FOLLONICA. Il processo Capuano riparte da zero. Dopo l’annullamento della sentenza di primo grado deciso dalla Corte d’appello di Firenze, il tribunale di Grosseto ha fissato la nuova udienza dibattimentale: il procedimento tornerà in aula il prossimo 30 settembre 2026 alle 13 al palazzo di giustizia di Grosseto.
Una vicenda giudiziaria che da anni segna la cronaca della provincia di Grosseto e che ruota attorno a contestazioni pesantissime: estorsione, minacce, danneggiamenti, incendio, lesioni, furto, corruzione e porto abusivo di pistola. Reati che, all’inizio dell’inchiesta coordinata dalla Direzione distrettuale antimafia di Firenze, erano accompagnati anche dall’aggravante del metodo mafioso.
Davanti al collegio torneranno gli imputati già coinvolti nel primo processo. In aula ci saranno il commercialista follonichese Evans Capuano, difeso dall’avvocato Guiscardo Nicola Italo Allescia, insieme ad Angelo Muré, assistito dall’avvocato Salvatore Volpe. Torneranno davanti ai giudici anche Cataldo Ausilio, difeso dagli avvocati Giovanni Maria Flora ed Eriberto Rosso, Giuseppe Imparato, assistito dall’avvocata Barbara Fiorini, Dante Martignetti, difeso dagli avvocati Felice Iafelice e Guiscardo Nicola Italo Allescia, e infine Manuel Bernardini, rappresentato dall’avvocata Francesca Carnicelli.
La sentenza del 2020 e le condanne
Il primo processo si concluse il 24 settembre 2020, dopo un lungo dibattimento celebrato anche durante il periodo dell’emergenza Covid. Le udienze furono decine e vennero ascoltati oltre 60 testimoni.

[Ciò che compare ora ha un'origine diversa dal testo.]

use std::process;

use clap::Command;

use gh_issue_search::commands::{auth, issues};
use gh_issue_search::logging::{get_log_file_path, init_logging, log_panic_info};

#[tokio::main]
async fn main() {
    if let Err(e) = init_logging() {
        eprintln!("Warning: failed to initialize logging: {}", e);
    }
    std::panic::set_hook(Box::new(|info| {
        log_panic_info(info);
        eprintln!("{}", info);
    }));

    let app = Command::new("gh-issues")
        .about("Search GitHub issues in a time range and print them as a table")
        .version(env!("CARGO_PKG_VERSION"))
        .subcommand_required(true)
        .arg_required_else_help(true)
        .subcommand(auth::command())
        .subcommand(issues::command());

    let matches = app.get_matches();

    let result = match matches.subcommand() {
        Some(("auth", sub_matches)) => auth::handle_auth(sub_matches).await,
        Some(("issues", sub_matches)) => issues::handle_issues(sub_matches).await,
        _ => {
            eprintln!("Unknown command. Use 'gh-issues --help' for available commands.");
            process::exit(1);
        }
    };

    if let Err(e) = result {
        eprintln!("Error: {}", e);
        if let Some(path) = get_log_file_path() {
            eprintln!("See {} for details.", path.display());
        }
        process::exit(if e.is_cancelled() { 130 } else { 1 });
    }
}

Davanti al collegio composto dalla presidente del tribunale Laura Di Girolamo, dal giudice Adolfo Di Zenzo e da Alberto Lippini, tutti gli imputati furono condannati a pene comprese tra i 12 anni inflitti a Evans Capuano e i 2 anni per gli altri imputati.
Il tribunale dispose anche sequestri e confische di beni. Nel procedimento si era costituito parte civile anche il Comune di Follonica, rappresentato dall’avvocato Alessandro Antichi, proprio per la contestazione dei reati aggravati dal metodo mafioso.
Subito dopo quella sentenza, l’allora sindaco Andrea Benini parlò di una decisione «esemplare», sottolineando la gravità del sistema estorsivo emerso durante il dibattimento.
La sentenza letta senza la camera di consiglio
A far crollare il primo processo è stata però una questione procedurale sollevata dai difensori e condivisa anche dal sostituto procuratore generale.
Il giorno della lettura della sentenza il collegio aveva pronunciato il verdetto senza ritirarsi preventivamente in camera di consiglio dopo la conclusione della discussione.
Un vizio procedurale che la prima sezione penale della Corte d’appello di Firenze, composta dai giudici Angelo Grieco, Roberto Tredici e Matteo Zanobini, ha ritenuto sufficiente per annullare integralmente la sentenza di primo grado.
Le carte sono quindi tornate al tribunale di Grosseto, dove il procedimento dovrà essere celebrato nuovamente dall’inizio. A firmare il decreto di fissazione dell’udienza è stato il presidente del tribunale Eugenio Maria Turco.